Project Manager: Prof. Maciej Trusiak
NaNoLens Team: Mikołaj Rogalski, PhD; Piotr Arcab, MSc; Karolina Niedziela, BSc; Julia Dudek BSc
Cooperating institutions:
Group of Marzena Stefaniuk, PhD from Nencki Institute of Experimental Biology PAN
Group of Luiza Stanaszek, PhD from Mossakowski Medical Research Centre Polish Academy of Sciences
Group of Prof. Vincente Micó Serrano from University of Valencia, Spain
Group of Prof. Chao Zuo from Smart Computational Imaging Lab z Nanjing University of Science and Technology, China
Group of Prof. Balpreet Ahluwalii from The Arctic University of Norway (Tromsø)
SONATA 20: TOMO-POL
Polarization optical diffraction tomography for high-throughput label-free lipid
droplets morphological analysis in living cells
The project aims at the development of multimodal polarization sensitive optical diffraction tomography methods to offer new capabilities in high-throughput analysis of lipid droplets (LDs) in cells and tissues. LDs are crucial organelles for neutral lipid storage, with energy-rich triglycerides and sterol esters serving as lipid reserves essential for cellular balance. Keeping lipid levels balanced is critical for cell health. Altered LDs lipid composition or lipid composition in general are linked to pathologies, e.g. atherosclerotic lesions. Interestingly, upon exposure to cholesterol esters (CE), LDs form a so-called liquid crystalline phase (LCP) at the LD membrane. A deeper understanding of the internal structure of LDs is crucial for advancing cell biology and medicine. Understanding how CE affect cellular functions could contribute to the development of new therapeutic strategies targeting these processes. For example, manipulating LCP of LDs could change how cells store and utilize lipids, which has potential applications in treating obesity and related disorders. Importantly, LDs are highly heterogeneous, as the LCP only forms at particular level of cholesterol esters. Hence, it is important to provide a highly sensitive, quantitative tool for LDs analysis down to the single LD precision. So far, LCP can only be imaged using cryo-electron microscopy, which is of low throughput, expensive, sample preparation is very long and does not offer imaging of living samples. LDs with LCP have also shown that LCP can be detected using polarization microscopy, but it does not offer quantitative analysis. Hence, with our newly developed techniques, we aim to use the polarization optical diffraction tomography for high-throughput measurements of refractive index (RI) of LDs structure and carry out their morphological assay (label-free lipidometry).

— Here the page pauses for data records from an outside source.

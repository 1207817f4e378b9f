//! Typed error hierarchy for the pgwarn crate.
//!
//! Every failure the tool can hit maps onto one variant of [`Error`]. The
//! binary treats them all the same way (print and stop), but the library
//! keeps them apart so tests and callers can tell a rejected login from a
//! garbled payload.

use reqwest::StatusCode;

/// Unified error type for all pgwarn library operations.
#[derive(Debug, thiserror::Error)]
pub enum Error {
    /// The cluster answered with a non-success HTTP status.
    ///
    /// The body is kept verbatim; the cluster puts its diagnostic message
    /// (bad credentials, missing privilege, ...) there.
    #[error("API error {status}: {body}")]
    Api {
        /// The HTTP status code returned by the cluster.
        status: StatusCode,
        /// The raw response body text.
        body: String,
    },

    /// A response body was not the JSON shape we expected.
    #[error("failed to parse response: {0}")]
    Parse(#[from] serde_json::Error),

    /// Request construction, connection, TLS or body-read failure.
    ///
    /// reqwest reports all of these through a single error type, and no
    /// HTTP status is available for any of them.
    #[error("network error: {0}")]
    Network(#[from] reqwest::Error),

    /// Writing the report to its output failed.
    #[error("failed to write report: {0}")]
    Output(#[from] std::io::Error),
}

/// Convenience alias used throughout the library.
pub type Result<T> = std::result::Result<T, Error>;
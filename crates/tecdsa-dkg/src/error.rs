//! Error types for DKG execution

use crate::group::MemberIndex;
use crate::tss::TssError;
use thiserror::Error;

/// Result type alias for DKG operations
pub type Result<T> = std::result::Result<T, Error>;

/// Errors that abort a DKG session.
///
/// Nothing inside a session is retried; retrying a whole attempt is up to the
/// caller.
#[derive(Debug, Error)]
pub enum Error {
    /// No pre-parameters could be obtained for the session
    #[error("failed fetching pre-params: [{0}]")]
    PreParamsUnavailable(String),

    /// Session parameters are unusable
    #[error("Invalid configuration: {0}")]
    InvalidConfig(String),

    /// A round did not produce its output before the round deadline
    #[error("{0}")]
    Timeout(String),

    /// An inbound message failed validation
    #[error("{0}")]
    InvalidMessage(String),

    /// Some members did not deliver a required message
    #[error("inactive members detected")]
    InactiveMembers { members: Vec<MemberIndex> },

    /// The result signer failed
    #[error("failed to sign DKG result [{0}]")]
    Signing(String),

    /// The result submitter failed
    #[error("failed to submit DKG result [{0}]")]
    Submission(String),

    /// The TSS keygen party rejected an input
    #[error("{context}: [{source}]")]
    Tss {
        context: String,
        #[source]
        source: TssError,
    },

    /// Cryptographic operation failed
    #[error("Cryptographic error: {0}")]
    Crypto(String),

    /// Serialization error
    #[error("Serialization error: {0}")]
    Serialization(String),

    /// Deserialization error
    #[error("Deserialization error: {0}")]
    Deserialization(String),

    /// Broadcast channel failure
    #[error("Channel error: {0}")]
    Channel(String),

    /// Pre-parameters pool failure
    #[error("Pool error: {0}")]
    Pool(#[from] param_pool::PoolError),

    /// Block counter failure
    #[error("Block counter error: {0}")]
    BlockCounter(String),

    /// The state machine stopped somewhere other than the final DKG state
    #[error("execution ended on state: {0}")]
    UnexpectedFinalState(String),

    /// Internal error
    #[error("Internal error: {0}")]
    Internal(String),
}

impl Error {
    pub(crate) fn tss(context: impl Into<String>, source: TssError) -> Self {
        Error::Tss {
            context: context.into(),
            source,
        }
    }
}

impl From<bincode::error::EncodeError> for Error {
    fn from(e: bincode::error::EncodeError) -> Self {
        Error::Serialization(e.to_string())
    }
}

impl From<bincode::error::DecodeError> for Error {
    fn from(e: bincode::error::DecodeError) -> Self {
        Error::Deserialization(e.to_string())
    }
}
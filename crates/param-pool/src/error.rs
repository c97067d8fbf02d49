//! Error types for parameter pools

use thiserror::Error;

/// Parameter pool errors
#[derive(Debug, Error)]
pub enum PoolError {
    /// Filesystem failure in the persistence layer
    #[error("I/O error: {0}")]
    Io(#[from] std::io::Error),

    /// A persisted entry could not be encoded or decoded
    #[error("Invalid entry format: {0}")]
    InvalidFormat(String),

    /// The pool queue has no producers left
    #[error("Pool closed")]
    Closed,
}

pub type Result<T> = std::result::Result<T, PoolError>;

Project Manager: Piotr Zdańkowski, PhD
Cooperating institutions
The project will be carried out in collaboration with the EMBL European Molecular Biology Laboratory and the Nencki Institute of Experimental Biology PAS, ensuring proper data interpretation and access to the latest biological research.
NCBR LIDER: µHOLO project [Lensless microscopy]
Full project title: “Lensless holographic microscope enabling high-throughput, label-free studies of biomedical samples”. The goal of the μHOLLO project is to develop a new product – a lensless holographic microscope (LHM) that enables rapid and non-invasive analysis of large measurement volumes for biomedical applications, such as histopathological analysis of tissue sections and phenotyping and counting cells without the need for staining (a costly and time-consuming process harmful to living samples). By not using a microscope objective, the LHM is free from limitations of the field of view, depth of focus, and aberrations associated with imaging optical elements. The LHM is based on Gabor holography, which works well for weakly scattering objects but struggles with analyzing thicker samples that carry critical three-dimensional information about the studied object. The innovation of the planned new product lies in the use of illumination with a tailored degree of spatiotemporal coherence and wavelength, as well as new holographic reconstruction algorithms specialized for biological objects.
Project Manager: Prof. Maciej Trusiak
µHOLO Team: Julianna Winnik, PhD; Mikołaj Rogalski, PhD; Paweł Matryba, PhD; Emilia Wdowiak, MSc
Cooperating institutions:
NCBR LIDER
WUTScope-FPM project [Fourier Ptychography Microscopy]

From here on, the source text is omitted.